THEMAGICkMAN wrote: I had an idea of trading 2 dupes of the same card for any card of the same rarity from that set. Although then people would have access to literally every card very quickly, maybe someone could build on this idea?
glggwp wrote: all these suggestions are so easy to implement and being brought up on a weekly basis. however, d3 and hibernum simply keep their mouth shut and continue down the road of encouraging people not to pay. looking at the record number of promo cards (costing north of $30 each) in the small expansion like EMN, i only feel the desperation of sucking out as much money as possible before nobody gives a tinykitty of this game real soon.
Leaffe wrote: They are simply using the Hook Model to promote spending behavior (and drive investment). Variable rewards tend to reinforce repetitive activity, EVEN IF (some would say especially if) you do not get the quality of reward you want.

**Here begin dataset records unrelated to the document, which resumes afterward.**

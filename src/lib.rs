//! jacoco2csv - JaCoCo XML to CSV
//!
//! Streams a JaCoCo coverage report and writes one CSV row per method:
//! - Event-driven parsing, the document tree is never built
//! - Counters attached to the innermost open package, class, source file or method
//! - JVM method descriptors decoded into readable signatures
//! - Instruction and branch coverage per method

pub mod config;
pub mod coverage;
pub mod error;
pub mod logging;
pub mod report;

pub use config::Config;
pub use coverage::{convert, convert_file, convert_str, ConversionSummary, CoverageStyle};
pub use error::{ConvertError, Result};
pub use report::RowWriter;
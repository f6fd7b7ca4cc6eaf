//! Outcomes of individual parsing steps.
use std::ops::Add;

/// An expected pattern that was not found at a position of the input.
#[derive(Debug, Clone, PartialEq, Eq)]
pub struct Failure {
    /// Describes what was expected and what was found instead.
    pub message: String,
    /// The character offset, counted from the start of the document, where the pattern was
    /// expected.
    pub position: usize,
}

impl Failure {
    /// Creates a failure for `message` at `position`.
    pub fn new(message: impl Into<String>, position: usize) -> Self {
        Self {
            message: message.into(),
            position,
        }
    }
}

/// The failures of all alternatives that were attempted, in the order they were attempted.
///
/// This is never empty.
#[derive(Debug, Clone, PartialEq, Eq)]
pub struct Failures {
    first: Failure,
    rest: Vec<Failure>,
}

impl Failures {
    /// Returns the failure of the alternative that was attempted first.
    pub fn first(&self) -> &Failure {
        &self.first
    }

    /// Number of collected failures, always at least `1`.
    pub fn len(&self) -> usize {
        1 + self.rest.len()
    }

    /// Always `false`, provided for symmetry with [`len`][Self::len].
    pub fn is_empty(&self) -> bool {
        false
    }

    /// Iterates over the failures in attempt order.
    pub fn iter(&self) -> impl Iterator<Item = &Failure> + '_ {
        std::iter::once(&self.first).chain(self.rest.iter())
    }

    /// Returns the failures in attempt order.
    pub fn into_vec(self) -> Vec<Failure> {
        let mut failures = Vec::with_capacity(self.len());
        failures.push(self.first);
        failures.extend(self.rest);
        failures
    }
}

impl From<Failure> for Failures {
    fn from(failure: Failure) -> Self {
        Self {
            first: failure,
            rest: vec![],
        }
    }
}

impl IntoIterator for Failures {
    type Item = Failure;
    type IntoIter = std::vec::IntoIter<Failure>;

    fn into_iter(self) -> Self::IntoIter {
        self.into_vec().into_iter()
    }
}

impl Add for Failures {
    type Output = Failures;

    fn add(mut self, other: Failures) -> Failures {
        self.rest.reserve(other.len());
        self.rest.push(other.first);
        self.rest.extend(other.rest);
        self
    }
}

impl Add<Failure> for Failures {
    type Output = Failures;

    fn add(mut self, other: Failure) -> Failures {
        self.rest.push(other);
        self
    }
}

impl Add for Failure {
    type Output = Failures;

    fn add(self, other: Failure) -> Failures {
        Failures::from(self) + other
    }
}

impl Add<Failures> for Failure {
    type Output = Failures;

    fn add(self, other: Failures) -> Failures {
        Failures::from(self) + other
    }
}

/// Result of running a parser up to some point of the input.
///
/// Unlike a plain [`Result`], a failed `ParseResult` can hold the failures of several
/// alternatives. These are combined using `+`, see the [`Add`] implementation.
#[must_use]
#[derive(Debug, Clone, PartialEq, Eq)]
pub enum ParseResult<T> {
    /// The parser matched and produced `value`, leaving the input at `position`.
    Success {
        /// The produced value.
        value: T,
        /// The stream position after matching.
        position: usize,
    },
    /// The parser, and any alternatives tried on the way, did not match.
    Failure(Failures),
}

impl<T> ParseResult<T> {
    /// A successful result.
    #[inline]
    pub fn success(value: T, position: usize) -> Self {
        ParseResult::Success { value, position }
    }

    /// A failed result containing a single failure.
    #[inline]
    pub fn failure(message: impl Into<String>, position: usize) -> Self {
        ParseResult::Failure(Failure::new(message, position).into())
    }

    /// Returns whether this result holds one or more failures.
    #[inline]
    pub fn is_failure(&self) -> bool {
        matches!(self, ParseResult::Failure(_))
    }

    /// Returns whether this result holds a value.
    #[inline]
    pub fn is_success(&self) -> bool {
        !self.is_failure()
    }

    /// Transforms a successful value, leaving failures untouched.
    #[inline]
    pub fn map<U>(self, f: impl FnOnce(T) -> U) -> ParseResult<U> {
        match self {
            ParseResult::Success { value, position } => ParseResult::Success {
                value: f(value),
                position,
            },
            ParseResult::Failure(failures) => ParseResult::Failure(failures),
        }
    }

    /// Returns the failures, if any.
    pub fn failures(&self) -> Option<&Failures> {
        match self {
            ParseResult::Success { .. } => None,
            ParseResult::Failure(failures) => Some(failures),
        }
    }

    /// Converts into a plain [`Result`], dropping the success position.
    pub fn into_result(self) -> Result<T, Failures> {
        match self {
            ParseResult::Success { value, .. } => Ok(value),
            ParseResult::Failure(failures) => Err(failures),
        }
    }
}

/// Merges the outcomes of two alternatives.
///
/// Two failures are concatenated with the failures of `self` first. If exactly one side
/// succeeded, that side is returned, preferring `self` when both succeeded.
impl<T> Add for ParseResult<T> {
    type Output = ParseResult<T>;

    fn add(self, other: ParseResult<T>) -> ParseResult<T> {
        match (self, other) {
            (ParseResult::Failure(first), ParseResult::Failure(second)) => {
                ParseResult::Failure(first + second)
            }
            (ParseResult::Failure(_), success) => success,
            (success, _) => success,
        }
    }
}

#[cfg(test)]
mod tests {
    use super::*;

    fn messages(failures: &Failures) -> Vec<&str> {
        failures.iter().map(|f| f.message.as_str()).collect()
    }

    #[test]
    fn map_only_touches_values() {
        assert_eq!(
            ParseResult::success(2, 5).map(|n| n * 10),
            ParseResult::success(20, 5)
        );

        let failed: ParseResult<i32> = ParseResult::failure("nope", 3);
        assert_eq!(failed.clone().map(|n| n * 10), failed.map(|n| n + 1));
    }

    #[test]
    fn failures_concatenate_in_attempt_order() {
        let combined = ParseResult::<()>::failure("a", 0)
            + ParseResult::failure("b", 1)
            + ParseResult::failure("c", 2);
        let failures = combined.failures().unwrap();
        assert_eq!(messages(failures), ["a", "b", "c"]);
        assert_eq!(failures.len(), 3);
        assert_eq!(failures.first().position, 0);
    }

    #[test]
    fn failures_plus_failures_keeps_both_lists() {
        let left = Failure::new("a", 0) + Failure::new("b", 0);
        let right = Failure::new("c", 0) + Failure::new("d", 0);
        assert_eq!(messages(&(left + right)), ["a", "b", "c", "d"]);

        let prepended = Failure::new("x", 0) + (Failure::new("y", 0) + Failure::new("z", 0));
        assert_eq!(messages(&prepended), ["x", "y", "z"]);
    }

    #[test]
    fn success_wins_over_failure() {
        let failed: ParseResult<&str> = ParseResult::failure("a", 0);
        assert_eq!(
            failed.clone() + ParseResult::success("b", 1),
            ParseResult::success("b", 1)
        );
        assert_eq!(
            ParseResult::success("c", 1) + failed,
            ParseResult::success("c", 1)
        );
    }

    #[test]
    fn into_result() {
        assert_eq!(ParseResult::success('x', 1).into_result(), Ok('x'));
        let err = ParseResult::<char>::failure("e", 4).into_result().unwrap_err();
        assert_eq!(err.into_vec(), vec![Failure::new("e", 4)]);
    }
}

Yes, it feels bad...but that bad feeling triggers your brain to attempt to get more dopamine--hence, you actually end up spending more money on the game. It will turn off a few low-investment individuals, but it will also drive a much greater spend from whales. Mobile games (well, F2P-model microtransactions) are all basically legal experiments on humans to determine optimum spending behavior.
EDHdad wrote: In Paper Magic, everyone has access to every card in every format. Yet, it's been going strong for 23 years.